La rivista scientifica Atti e Memorie della Commissione Grotte E. Boegan CGEB di Trieste è una delle più autorevoli e importanti riviste del panorama editoriale speleologico italiano, edita annualmente con il sostegno economico della Grotta Gigante e a cura di un Comitato di redazione composto da ricercatori universitari ed altri esperti. Stampata in un migliaio di copie, viene spedita gratuitamente ai gruppi speleologici italiani ed ai più importanti gruppi speleologici esteri, alle biblioteche degli Enti, dei Musei e degli Istituti universitari (italiani e non) che si occupano di carsologia e di gestione del territorio.
L’ultimo numero in stampa contiene accurate relazioni delle attività svolte dalla CGEB nel 2017: dalle esplorazioni agli studi, le attività museali, turistiche e didattiche ed è arricchito da articoli di autori di alto livello.

Il questo volume 48:
-Paolo Forti e Josè Calaforra (testo in inglese) offrono un prospetto degli speleotemi individuati e studiati nella Grotta Natuturingam (Puerto Princesa – Filippine), con un quadro riassuntivo sulla loro genesi che ne fanno una tra le cavità più interessanti del pianeta.

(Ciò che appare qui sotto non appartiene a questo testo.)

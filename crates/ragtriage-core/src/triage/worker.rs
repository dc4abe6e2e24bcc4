//! Judge worker pool with a shared MPMC queue.
//!
//! Workers pop requests from an async_channel, call the judge with retries,
//! and send exactly one outcome per request back over mpsc. Cancellation is
//! observed before each dispatch and raced against in-flight calls and
//! backoff sleeps.

use crate::judge::{Judge, JudgeRequest, JudgeUsage, JudgeVerdict};
use crate::retry::RetryPolicy;
use async_channel::{Receiver, Sender};
use std::sync::Arc;
use tokio::sync::mpsc;
use tokio::task::JoinHandle;
use tokio_util::sync::CancellationToken;
use tracing::{debug, info, warn};

// ============================================================================
// MESSAGES
// ============================================================================

#[derive(Debug, Clone)]
pub struct JudgeTask {
    /// Position of the case in the evaluation's failed case list.
    pub index: usize,
    pub request: JudgeRequest,
}

#[derive(Debug, Clone)]
pub enum JudgeOutcome {
    Judged { verdict: JudgeVerdict, attempts: u32 },
    Failed {
        error: String,
        attempts: u32,
        /// Billed usage of the final attempt, if any.
        usage: Option<JudgeUsage>,
    },
    Cancelled { attempts: u32 },
}

impl JudgeOutcome {
    pub fn attempts(&self) -> u32 {
        match self {
            JudgeOutcome::Judged { attempts, .. }
            | JudgeOutcome::Failed { attempts, .. }
            | JudgeOutcome::Cancelled { attempts } => *attempts,
        }
    }
}

#[derive(Debug, Clone)]
pub struct JudgeResult {
    pub index: usize,
    pub case_id: String,
    pub failing_metric: String,
    pub outcome: JudgeOutcome,
}

// ============================================================================
// POOL
// ============================================================================

pub struct JudgePool {
    work_tx: Sender<JudgeTask>,
    result_rx: mpsc::UnboundedReceiver<JudgeResult>,
    workers: Vec<JoinHandle<()>>,
}

impl JudgePool {
    pub fn start(
        concurrency: usize,
        judge: Arc<dyn Judge>,
        policy: RetryPolicy,
        cancel: CancellationToken,
    ) -> Self {
        let (work_tx, work_rx) = async_channel::unbounded();
        let (result_tx, result_rx) = mpsc::unbounded_channel();

        let workers = (0..concurrency.max(1))
            .map(|id| {
                let ctx = WorkerContext {
                    id: id as u64,
                    judge: judge.clone(),
                    policy,
                    cancel: cancel.clone(),
                };
                let work_rx = work_rx.clone();
                let result_tx = result_tx.clone();
                tokio::spawn(async move { worker_loop(ctx, work_rx, result_tx).await })
            })
            .collect();

        Self {
            work_tx,
            result_rx,
            workers,
        }
    }

    /// Queue all tasks and close the queue; workers exit once it drains.
    pub async fn push_batch(&self, tasks: Vec<JudgeTask>) {
        for task in tasks {
            // Unbounded channel - send only fails once closed
            let _ = self.work_tx.send(task).await;
        }
        self.work_tx.close();
    }

    /// Receive the next outcome, or None once every worker has exited.
    pub async fn recv(&mut self) -> Option<JudgeResult> {
        self.result_rx.recv().await
    }

    pub async fn shutdown(self) {
        self.work_tx.close();
        for handle in self.workers {
            let _ = handle.await;
        }
    }
}

// ============================================================================
// WORKER
// ============================================================================

struct WorkerContext {
    id: u64,
    judge: Arc<dyn Judge>,
    policy: RetryPolicy,
    cancel: CancellationToken,
}

async fn worker_loop(
    ctx: WorkerContext,
    work_rx: Receiver<JudgeTask>,
    result_tx: mpsc::UnboundedSender<JudgeResult>,
) {
    info!(worker_id = ctx.id, judge = ctx.judge.kind(), "Judge worker started");

    while let Ok(task) = work_rx.recv().await {
        let outcome = if ctx.cancel.is_cancelled() {
            JudgeOutcome::Cancelled { attempts: 0 }
        } else {
            debug!(worker_id = ctx.id, case_id = %task.request.case_id, "Judging case");
            judge_with_retry(&ctx, &task.request).await
        };

        let result = JudgeResult {
            index: task.index,
            case_id: task.request.case_id,
            failing_metric: task.request.failing_metric,
            outcome,
        };
        if result_tx.send(result).is_err() {
            break;
        }
    }

    debug!(worker_id = ctx.id, "Judge worker stopped");
}

async fn judge_with_retry(ctx: &WorkerContext, request: &JudgeRequest) -> JudgeOutcome {
    let mut attempts = 0;
    loop {
        attempts += 1;
        let result = tokio::select! {
            biased;
            r = ctx.judge.judge(request) => r,
            _ = ctx.cancel.cancelled() => return JudgeOutcome::Cancelled { attempts },
        };

        let err = match result {
            Ok(verdict) => return JudgeOutcome::Judged { verdict, attempts },
            Err(e) => e,
        };

        if !err.is_retryable() || attempts >= ctx.policy.max_attempts() {
            warn!(
                worker_id = ctx.id,
                case_id = %request.case_id,
                attempts,
                error = %err,
                "Judge call failed"
            );
            return JudgeOutcome::Failed {
                error: err.to_string(),
                attempts,
                usage: err.usage().cloned(),
            };
        }

        let delay = ctx.policy.backoff_duration(attempts);
        warn!(
            worker_id = ctx.id,
            case_id = %request.case_id,
            attempt = attempts,
            delay_ms = delay.as_millis() as u64,
            error = %err,
            "Judge call failed, retrying"
        );
        tokio::select! {
            biased;
            _ = ctx.cancel.cancelled() => return JudgeOutcome::Cancelled { attempts },
            _ = tokio::time::sleep(delay) => {}
        }
    }
}
//! Configuration loading and models for ragtriage.
//!
//! Configuration is loaded via figment from multiple layers:
//! 1. YAML file (base configuration)
//! 2. Environment variables (RAGTRIAGE_ prefix, __ as nested separator)
//! 3. CLI overrides (passed programmatically)

use crate::catalog::MetricCatalog;
use crate::cost::BudgetPeriod;
use crate::grade::DEFAULT_WARNING_FLOOR;
use crate::types::Metric;
use figment::{
    providers::{Env, Format, Serialized, Yaml},
    Figment,
};
use serde::{Deserialize, Serialize};
use std::{collections::HashSet, path::Path};
use thiserror::Error;

#[derive(Debug, Error)]
pub enum ConfigError {
    #[error("failed to read config: {0}")]
    Io(#[from] std::io::Error),
    #[error("failed to parse config: {0}")]
    Figment(#[from] figment::Error),
    #[error("invalid config: {0}")]
    Invalid(String),
}

// ============================================================================
// DEFAULTS (all in one place)
// ============================================================================

fn default_warning_floor() -> f64 {
    DEFAULT_WARNING_FLOOR
}

fn default_concurrency() -> usize {
    4
}

fn default_max_retries() -> u32 {
    3
}

fn default_backoff_ms() -> u64 {
    200
}

fn default_max_backoff_ms() -> u64 {
    5_000
}

fn default_seed() -> u64 {
    42
}

fn default_trivial_score_threshold() -> f64 {
    0.2
}

fn default_retrieval_threshold() -> f64 {
    0.1
}

fn default_context_metric() -> String {
    crate::catalog::ids::CONTEXT_RECALL.to_string()
}

fn default_judge_provider() -> String {
    "openai".to_string()
}

fn default_judge_model() -> String {
    "gpt-4o-mini".to_string()
}

fn default_prompt_version() -> String {
    "root-cause-v1".to_string()
}

fn default_judge_timeout_seconds() -> f64 {
    60.0
}

// ============================================================================
// SCORING CONFIG
// ============================================================================

#[derive(Debug, Clone, Serialize, Deserialize)]
pub struct ScoringConfig {
    #[serde(default = "default_warning_floor")]
    pub warning_floor: f64,
}

impl Default for ScoringConfig {
    fn default() -> Self {
        Self {
            warning_floor: default_warning_floor(),
        }
    }
}

// ============================================================================
// SAMPLING CONFIG (typed, not HashMap)
// ============================================================================

#[derive(Debug, Clone, Copy, Serialize, Deserialize, PartialEq, Eq, Default)]
#[serde(rename_all = "snake_case")]
pub enum SamplingPreset {
    Fast,
    #[default]
    Balanced,
    Precise,
}

impl SamplingPreset {
    /// Percentage of ambiguous cases sent to the judge.
    pub fn ratio(self) -> f64 {
        match self {
            SamplingPreset::Fast => 5.0,
            SamplingPreset::Balanced => 20.0,
            SamplingPreset::Precise => 100.0,
        }
    }
}

#[derive(Debug, Clone, Copy, Serialize, Deserialize, PartialEq)]
#[serde(tag = "mode", rename_all = "snake_case")]
pub enum SamplingConfig {
    Auto {
        #[serde(default)]
        preset: SamplingPreset,
    },
    FixedRatio {
        ratio: f64,
    },
    MaxCases {
        max_cases: usize,
    },
}

impl Default for SamplingConfig {
    fn default() -> Self {
        SamplingConfig::Auto {
            preset: SamplingPreset::default(),
        }
    }
}

// ============================================================================
// TRIAGE CONFIG
// ============================================================================

#[derive(Debug, Clone, Serialize, Deserialize)]
pub struct TriageConfig {
    #[serde(default)]
    pub sampling: SamplingConfig,
    /// Maximum judge calls in flight.
    #[serde(default = "default_concurrency")]
    pub concurrency: usize,
    #[serde(default = "default_max_retries")]
    pub max_retries: u32,
    #[serde(default = "default_backoff_ms")]
    pub backoff_ms: u64,
    #[serde(default = "default_max_backoff_ms")]
    pub max_backoff_ms: u64,
    #[serde(default = "default_seed")]
    pub seed: u64,
    #[serde(default = "default_trivial_score_threshold")]
    pub trivial_score_threshold: f64,
    #[serde(default = "default_retrieval_threshold")]
    pub retrieval_threshold: f64,
    #[serde(default = "default_context_metric")]
    pub context_metric: String,
}

impl Default for TriageConfig {
    fn default() -> Self {
        Self {
            sampling: SamplingConfig::default(),
            concurrency: default_concurrency(),
            max_retries: default_max_retries(),
            backoff_ms: default_backoff_ms(),
            max_backoff_ms: default_max_backoff_ms(),
            seed: default_seed(),
            trivial_score_threshold: default_trivial_score_threshold(),
            retrieval_threshold: default_retrieval_threshold(),
            context_metric: default_context_metric(),
        }
    }
}

// ============================================================================
// JUDGE CONFIG
// ============================================================================

#[derive(Debug, Clone, Serialize, Deserialize)]
pub struct JudgeConfig {
    #[serde(default = "default_judge_provider")]
    pub provider: String,
    #[serde(default = "default_judge_model")]
    pub model: String,
    #[serde(default)]
    pub base_url: Option<String>,
    #[serde(default, skip_serializing)]
    pub api_key: Option<String>,
    #[serde(default = "default_prompt_version")]
    pub prompt_version: String,
    #[serde(default = "default_judge_timeout_seconds")]
    pub timeout_seconds: f64,
}

impl Default for JudgeConfig {
    fn default() -> Self {
        Self {
            provider: default_judge_provider(),
            model: default_judge_model(),
            base_url: None,
            api_key: None,
            prompt_version: default_prompt_version(),
            timeout_seconds: default_judge_timeout_seconds(),
        }
    }
}

// ============================================================================
// BUDGET CONFIG
// ============================================================================

#[derive(Debug, Clone, Serialize, Deserialize)]
pub struct BudgetConfig {
    pub id: String,
    pub limit: f64,
    /// Spend already incurred in the current period.
    #[serde(default)]
    pub current_usage: f64,
    #[serde(default)]
    pub period: BudgetPeriod,
    #[serde(default)]
    pub alert_thresholds: Vec<f64>,
    #[serde(default)]
    pub is_hard_limit: bool,
    /// Only spend from this provider counts toward the budget.
    #[serde(default)]
    pub provider: Option<String>,
}

// ============================================================================
// TOP-LEVEL CONFIG
// ============================================================================

#[derive(Debug, Clone, Default, Serialize, Deserialize)]
pub struct Config {
    /// Replaces the built-in metric catalog when present.
    #[serde(default)]
    pub catalog: Option<Vec<Metric>>,
    #[serde(default)]
    pub scoring: ScoringConfig,
    #[serde(default)]
    pub triage: TriageConfig,
    #[serde(default)]
    pub judge: JudgeConfig,
    #[serde(default)]
    pub budgets: Vec<BudgetConfig>,
}

impl Config {
    /// Load from a YAML file, then apply env vars and overrides.
    pub fn from_file(
        path: impl AsRef<Path>,
        overrides: ConfigOverrides,
    ) -> Result<Self, ConfigError> {
        load_config_with_overrides(path, overrides)
    }

    pub fn metric_catalog(&self) -> Result<MetricCatalog, ConfigError> {
        match &self.catalog {
            Some(metrics) => MetricCatalog::from_metrics(metrics.clone()),
            None => Ok(MetricCatalog::default()),
        }
    }
}

// ============================================================================
// CLI OVERRIDES
// ============================================================================

#[derive(Debug, Clone, Default, Serialize, Deserialize)]
pub struct ConfigOverrides {
    #[serde(skip_serializing_if = "Option::is_none")]
    pub concurrency: Option<usize>,
    #[serde(skip_serializing_if = "Option::is_none")]
    pub max_retries: Option<u32>,
    /// Switches sampling to `fixed_ratio` with this percentage.
    #[serde(skip_serializing_if = "Option::is_none")]
    pub sampling_ratio: Option<f64>,
    #[serde(skip_serializing_if = "Option::is_none")]
    pub seed: Option<u64>,
}

impl ConfigOverrides {
    fn is_empty(&self) -> bool {
        self.concurrency.is_none()
            && self.max_retries.is_none()
            && self.sampling_ratio.is_none()
            && self.seed.is_none()
    }
}

// ============================================================================
// LOADING
// ============================================================================

pub fn load_config(path: impl AsRef<Path>) -> Result<Config, ConfigError> {
    load_config_with_overrides(path, ConfigOverrides::default())
}

pub fn load_config_with_overrides(
    path: impl AsRef<Path>,
    overrides: ConfigOverrides,
) -> Result<Config, ConfigError> {
    let contents = std::fs::read_to_string(path.as_ref())?;
    let interpolated = interpolate_env_vars(&contents);
    extract(Figment::new().merge(Yaml::string(&interpolated)), overrides)
}

/// Built-in defaults plus env vars and overrides, for runs without a file.
pub fn load_default_config(overrides: ConfigOverrides) -> Result<Config, ConfigError> {
    extract(Figment::new(), overrides)
}

fn extract(base: Figment, overrides: ConfigOverrides) -> Result<Config, ConfigError> {
    let mut figment = base.merge(Env::prefixed("RAGTRIAGE_").split("__"));

    if !overrides.is_empty() {
        let mut triage = serde_json::Map::new();
        if let Some(c) = overrides.concurrency {
            triage.insert("concurrency".to_string(), serde_json::json!(c));
        }
        if let Some(r) = overrides.max_retries {
            triage.insert("max_retries".to_string(), serde_json::json!(r));
        }
        if let Some(ratio) = overrides.sampling_ratio {
            triage.insert(
                "sampling".to_string(),
                serde_json::json!({ "mode": "fixed_ratio", "ratio": ratio }),
            );
        }
        if let Some(seed) = overrides.seed {
            triage.insert("seed".to_string(), serde_json::json!(seed));
        }

        #[derive(Serialize)]
        struct TriageOverride {
            triage: serde_json::Map<String, serde_json::Value>,
        }

        figment = figment.merge(Serialized::defaults(TriageOverride { triage }));
    }

    let cfg: Config = figment.extract()?;
    validate_config(&cfg)?;
    Ok(cfg)
}

/// Expand `${VAR}` and `${VAR:-default}` references.
pub fn interpolate_env_vars(input: &str) -> String {
    use once_cell::sync::Lazy;
    use regex::Regex;
    use std::env;

    static ENV_VAR_RE: Lazy<Regex> = Lazy::new(|| {
        Regex::new(r"\$\{([A-Za-z_][A-Za-z0-9_]*)(?::-([^}]*))?\}").expect("valid regex")
    });

    ENV_VAR_RE
        .replace_all(input, |caps: &regex::Captures| {
            let var_name = &caps[1];
            let default_val = caps.get(2).map(|m| m.as_str());
            match env::var(var_name) {
                Ok(val) => val,
                Err(_) => default_val.unwrap_or("").to_string(),
            }
        })
        .to_string()
}

fn unit_interval(name: &str, value: f64) -> Result<(), ConfigError> {
    if (0.0..=1.0).contains(&value) {
        Ok(())
    } else {
        Err(ConfigError::Invalid(format!(
            "{name} must be within [0, 1], got {value}"
        )))
    }
}

pub fn validate_config(cfg: &Config) -> Result<(), ConfigError> {
    cfg.metric_catalog()?;
    unit_interval("scoring.warning_floor", cfg.scoring.warning_floor)?;

    let triage = &cfg.triage;
    if triage.concurrency == 0 {
        return Err(ConfigError::Invalid("triage.concurrency must be at least 1".into()));
    }
    unit_interval("triage.trivial_score_threshold", triage.trivial_score_threshold)?;
    unit_interval("triage.retrieval_threshold", triage.retrieval_threshold)?;
    if triage.context_metric.trim().is_empty() {
        return Err(ConfigError::Invalid("triage.context_metric must not be empty".into()));
    }
    crate::triage::sampling::validate(&triage.sampling)
        .map_err(|e| ConfigError::Invalid(e.to_string()))?;

    if !(cfg.judge.timeout_seconds.is_finite() && cfg.judge.timeout_seconds > 0.0) {
        return Err(ConfigError::Invalid("judge.timeout_seconds must be positive".into()));
    }

    let mut seen = HashSet::new();
    for budget in &cfg.budgets {
        if budget.id.trim().is_empty() {
            return Err(ConfigError::Invalid("budgets must have a non-empty id".into()));
        }
        if !seen.insert(budget.id.as_str()) {
            return Err(ConfigError::Invalid(format!("budget {} is listed twice", budget.id)));
        }
        if !budget.limit.is_finite() || budget.limit < 0.0 {
            return Err(ConfigError::Invalid(format!(
                "budget {} has an invalid limit {}",
                budget.id, budget.limit
            )));
        }
        if !budget.current_usage.is_finite() || budget.current_usage < 0.0 {
            return Err(ConfigError::Invalid(format!(
                "budget {} has an invalid current_usage {}",
                budget.id, budget.current_usage
            )));
        }
        if budget
            .alert_thresholds
            .iter()
            .any(|t| !t.is_finite() || *t <= 0.0)
        {
            return Err(ConfigError::Invalid(format!(
                "budget {} has a non-positive alert threshold",
                budget.id
            )));
        }
    }
    Ok(())
}

#[cfg(test)]
mod tests {
    use super::*;

    #[test]
    fn test_interpolate_env_vars() {
        std::env::set_var("RAGTRIAGE_TEST_VAR", "hello");
        let output = interpolate_env_vars("value: ${RAGTRIAGE_TEST_VAR}");
        assert_eq!(output, "value: hello");
        std::env::remove_var("RAGTRIAGE_TEST_VAR");
    }

    #[test]
    fn test_interpolate_with_default() {
        std::env::remove_var("RAGTRIAGE_NONEXISTENT_VAR");
        let output = interpolate_env_vars("value: ${RAGTRIAGE_NONEXISTENT_VAR:-default_value}");
        assert_eq!(output, "value: default_value");
    }

    #[test]
    fn preset_ratios() {
        assert_eq!(SamplingPreset::Fast.ratio(), 5.0);
        assert_eq!(SamplingPreset::Balanced.ratio(), 20.0);
        assert_eq!(SamplingPreset::Precise.ratio(), 100.0);
    }

    #[test]
    fn default_config_is_valid() {
        let cfg = Config::default();
        validate_config(&cfg).unwrap();
        assert_eq!(cfg.triage.max_retries, 3);
        assert_eq!(cfg.triage.sampling, SamplingConfig::default());
    }

    #[test]
    fn rejects_zero_concurrency() {
        let mut cfg = Config::default();
        cfg.triage.concurrency = 0;
        assert!(validate_config(&cfg).is_err());
    }

    #[test]
    fn overrides_emptiness() {
        assert!(ConfigOverrides::default().is_empty());
        let overrides = ConfigOverrides {
            seed: Some(7),
            ..Default::default()
        };
        assert!(!overrides.is_empty());
    }
}
//! Retry policy with exponential backoff.

use std::time::Duration;

#[derive(Debug, Clone, Copy, PartialEq, Eq)]
pub struct RetryPolicy {
    /// Retries after the first attempt.
    pub max_retries: u32,
    pub base_backoff_ms: u64,
    pub max_backoff_ms: u64,
}

impl RetryPolicy {
    pub fn new(max_retries: u32, base_backoff_ms: u64) -> Self {
        Self {
            max_retries,
            base_backoff_ms,
            max_backoff_ms: u64::MAX,
        }
    }

    pub fn with_max_backoff(mut self, max_backoff_ms: u64) -> Self {
        self.max_backoff_ms = max_backoff_ms;
        self
    }

    /// Total attempts including the first call.
    pub fn max_attempts(&self) -> u32 {
        self.max_retries.saturating_add(1)
    }

    /// Delay before retry number `retry` (1-based): base, 2×base, 4×base, …
    pub fn backoff_duration(&self, retry: u32) -> Duration {
        let exp = retry.saturating_sub(1).min(32);
        let ms = self
            .base_backoff_ms
            .saturating_mul(1u64 << exp)
            .min(self.max_backoff_ms);
        Duration::from_millis(ms)
    }
}

impl Default for RetryPolicy {
    fn default() -> Self {
        Self::new(3, 200).with_max_backoff(5_000)
    }
}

-Renato Colucci, Emanuele Forte, Pietro Gutgesell, Simone Pillon ed Andrea Securo sono autori di un doppio articolo, riguardante le Grotte di Ghiaccio ed il Progetto C3 (Cave’s Cryosphere and Climate).

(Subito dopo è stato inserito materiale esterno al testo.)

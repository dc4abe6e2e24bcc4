//! CLI for ragtriage - weighted scoring and cost-bounded failure triage for
//! RAG evaluations.

mod formatting;
mod progress;

use anyhow::{anyhow, Context, Result};
use clap::{Parser, Subcommand};
use formatting::{
    print_budgets, print_cost_summary, print_diagnosis_summary, print_score_report,
    print_trend_report,
};
use progress::ProgressDisplay;
use ragtriage_core::config::{load_default_config, ConfigOverrides};
use ragtriage_core::trend::{compare, select_previous};
use ragtriage_core::{
    score_report, Budget, Config, CostAccountant, EvaluationResult, FailureTriage, Judge,
    OpenAiJudge,
};
use serde::Serialize;
use std::fs;
use std::path::{Path, PathBuf};
use std::sync::Arc;
use tracing::{debug, info};
use tracing_subscriber::EnvFilter;

const DEFAULT_CONFIG_FILE: &str = "ragtriage.yaml";

#[derive(Debug, Parser)]
#[command(
    name = "ragtriage",
    version,
    about = "Weighted scoring and cost-bounded failure triage for RAG evaluations"
)]
struct Cli {
    /// Path to the configuration file. Without it, ./ragtriage.yaml is used
    /// when present, otherwise built-in defaults.
    #[arg(short, long, global = true)]
    config: Option<PathBuf>,

    /// Increase log verbosity (-v info, -vv debug). RUST_LOG takes precedence.
    #[arg(short, long, action = clap::ArgAction::Count, global = true)]
    verbose: u8,

    #[command(subcommand)]
    command: Command,
}

#[derive(Debug, Subcommand)]
enum Command {
    /// Score an evaluation result and print its grade.
    Score {
        /// Evaluation result JSON file.
        result: PathBuf,
        /// Print the report as JSON.
        #[arg(long)]
        json: bool,
    },

    /// Compare an evaluation result against the latest earlier one.
    Compare {
        /// Evaluation result JSON file.
        current: PathBuf,
        /// Earlier results (each file holds one result or an array of results).
        #[arg(required = true)]
        history: Vec<PathBuf>,
        #[arg(long)]
        json: bool,
    },

    /// Diagnose failed cases with heuristics, sampling and an LLM judge.
    Triage {
        /// Evaluation result JSON file.
        result: PathBuf,
        /// Where to write the annotated result (defaults to <result>.triaged.json).
        #[arg(short, long)]
        output: Option<PathBuf>,
        /// Override the number of concurrent judge calls.
        #[arg(long)]
        concurrency: Option<usize>,
        /// Judge this percentage of ambiguous cases.
        #[arg(long)]
        ratio: Option<f64>,
        /// Override the sampling seed.
        #[arg(long)]
        seed: Option<u64>,
        /// Override retries per judge call.
        #[arg(long)]
        max_retries: Option<u32>,
        #[arg(long)]
        json: bool,
    },

    /// Load and print the resolved configuration.
    ShowConfig,
}

fn main() -> Result<()> {
    let cli = Cli::parse();
    init_tracing(cli.verbose);

    let overrides = match &cli.command {
        Command::Triage {
            concurrency,
            ratio,
            seed,
            max_retries,
            ..
        } => ConfigOverrides {
            concurrency: *concurrency,
            max_retries: *max_retries,
            sampling_ratio: *ratio,
            seed: *seed,
        },
        _ => ConfigOverrides::default(),
    };
    let config = load(cli.config.as_deref(), overrides)?;

    match cli.command {
        Command::Score { result, json } => {
            let evaluation = read_result(&result)?;
            let catalog = config.metric_catalog()?;
            let report = score_report(&catalog, &evaluation.scores, config.scoring.warning_floor)?;
            if json {
                println!("{}", serde_json::to_string_pretty(&report)?);
            } else {
                print_score_report(&evaluation.id, &report);
            }
        }
        Command::Compare {
            current,
            history,
            json,
        } => {
            let current = read_result(&current)?;
            let mut past = Vec::new();
            for path in &history {
                past.extend(read_results(path)?);
            }
            let catalog = config.metric_catalog()?;
            let previous = select_previous(&past, &current);
            let report = compare(&catalog, &current, previous)?;
            if json {
                println!("{}", serde_json::to_string_pretty(&report)?);
            } else {
                print_trend_report(&current.id, report.as_ref());
            }
        }
        Command::Triage {
            result,
            output,
            json,
            ..
        } => {
            let evaluation = read_result(&result)?;
            let output = output.unwrap_or_else(|| triaged_path(&result));
            run_triage(&config, evaluation, &output, json)?;
        }
        Command::ShowConfig => {
            let catalog = config.metric_catalog()?;
            println!(
                "Loaded config: {} metric(s), {} budget(s), judge {}/{}.",
                catalog.len(),
                config.budgets.len(),
                config.judge.provider,
                config.judge.model
            );
            let yaml = serde_yaml::to_string(&config)?;
            println!("{yaml}");
        }
    }

    Ok(())
}

fn init_tracing(verbose: u8) {
    let level = match verbose {
        0 => "warn",
        1 => "info",
        _ => "debug",
    };
    let filter = EnvFilter::try_from_default_env().unwrap_or_else(|_| EnvFilter::new(level));
    let _ = tracing_subscriber::fmt()
        .with_env_filter(filter)
        .with_target(false)
        .with_writer(std::io::stderr)
        .try_init();
}

fn load(path: Option<&Path>, overrides: ConfigOverrides) -> Result<Config> {
    let config = match path {
        Some(path) => Config::from_file(path, overrides)
            .with_context(|| format!("loading {}", path.display()))?,
        None if Path::new(DEFAULT_CONFIG_FILE).exists() => {
            Config::from_file(DEFAULT_CONFIG_FILE, overrides)
                .with_context(|| format!("loading {DEFAULT_CONFIG_FILE}"))?
        }
        None => {
            debug!("no config file found, using built-in defaults");
            load_default_config(overrides)?
        }
    };
    Ok(config)
}

fn read_result(path: &Path) -> Result<EvaluationResult> {
    let content =
        fs::read_to_string(path).with_context(|| format!("reading {}", path.display()))?;
    serde_json::from_str(&content).with_context(|| format!("parsing {}", path.display()))
}

fn read_results(path: &Path) -> Result<Vec<EvaluationResult>> {
    let content =
        fs::read_to_string(path).with_context(|| format!("reading {}", path.display()))?;
    let value: serde_json::Value =
        serde_json::from_str(&content).with_context(|| format!("parsing {}", path.display()))?;
    let results = if value.is_array() {
        serde_json::from_value(value)?
    } else {
        vec![serde_json::from_value(value)?]
    };
    Ok(results)
}

fn triaged_path(result: &Path) -> PathBuf {
    let stem = result
        .file_stem()
        .map(|s| s.to_string_lossy().into_owned())
        .unwrap_or_else(|| "result".into());
    result.with_file_name(format!("{stem}.triaged.json"))
}

#[derive(Serialize)]
struct TriageOutput<'a> {
    summary: &'a ragtriage_core::DiagnosisSummary,
    cost: ragtriage_core::CostSummary,
    budgets: Vec<ragtriage_core::cost::BudgetStatus>,
    alerts: Vec<ragtriage_core::CostAlert>,
    output: &'a Path,
}

fn run_triage(
    config: &Config,
    mut evaluation: EvaluationResult,
    output: &Path,
    json: bool,
) -> Result<()> {
    if config.judge.provider != "openai" {
        return Err(anyhow!(
            "unsupported judge provider: {} (supported: openai)",
            config.judge.provider
        ));
    }

    let accountant = Arc::new(CostAccountant::with_budgets(
        config.budgets.iter().map(Budget::from),
    ));
    accountant.ensure_can_start()?;

    let judge: Arc<dyn Judge> = Arc::new(OpenAiJudge::from_config(&config.judge));
    let triage = FailureTriage::new(config.triage.clone(), judge, accountant.clone())?;

    let rt = tokio::runtime::Runtime::new()?;
    let summary = rt.block_on(async {
        let token = triage.cancellation_token();
        tokio::spawn(async move {
            if tokio::signal::ctrl_c().await.is_ok() {
                eprintln!("Cancelling: waiting for in-flight judge calls to settle...");
                token.cancel();
            }
        });

        let display = ProgressDisplay::new();
        let display_handle = tokio::spawn(display.run(triage.subscribe()));

        let result = triage.run(&mut evaluation).await;
        // Closing the event channel stops the display if the run bailed early.
        drop(triage);
        let _ = display_handle.await;
        result
    })?;

    let content = serde_json::to_string_pretty(&evaluation)?;
    fs::write(output, content).with_context(|| format!("writing {}", output.display()))?;
    info!(path = %output.display(), "wrote annotated result");

    let cost = accountant.summary();
    let budgets = accountant.budgets();
    let alerts = accountant.alerts();
    if json {
        let out = TriageOutput {
            summary: &summary,
            cost,
            budgets,
            alerts,
            output,
        };
        println!("{}", serde_json::to_string_pretty(&out)?);
    } else {
        print_diagnosis_summary(&summary);
        print_cost_summary(&cost);
        print_budgets(&budgets, &alerts);
        println!();
        println!("Annotated result written to {}", output.display());
    }
    Ok(())
}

-Laura Sanna e Salvatore Cabras (testo in inglese) illustrano i risultati di un tracciamento artificiale che consente di prevedere provenienza, trasporto e tempi di percorrenza di ipotetici agenti inquinanti.
-Enrico Merlak affronta il tema dei rapporti tra sedimenti, suoli, terre rosse e residuo insolubile dei calcari dell’area del Carso classico, Istria, nord Dalmazia e Croazia nord-occidentale.
-Graziano Ferrari (testo in inglese) offre una sintesi dell’attuale capacità di gestire, attraverso le tecnologie digitali, l’enorme quantità di informazioni, dati, scritti, mappe e rilievi in ambito speleologico, elencando le risorse disponibili e descrivendo alcuni prototipi di archiviazione.
-Pino Guidi e Serena Vitri ricordano la speleologia del passato attraverso una analisi storica del lavoro di Angelo Ceron (Trieste, 1893-1948), socio dell’Alpina delle Giulie.
-Rino Semeraro propone una elegante descrizione delle opere di Caspar Wolf, detto “il pittore delle Alpi”.
-Carla Braitenberg dedica un articolo alla memoria di Maria Zadro (1933-2018) illustrando le ricerche compiute nell’ambito della Stazione Geodetica della Grotta Gigante.

Il Volume è distribuito sul territorio nazionale e all’estero e sarà presto disponibile on line nel sito della CGEB.
Gli interessati possono farne richiesta, fatta salva la disponibilità di copie.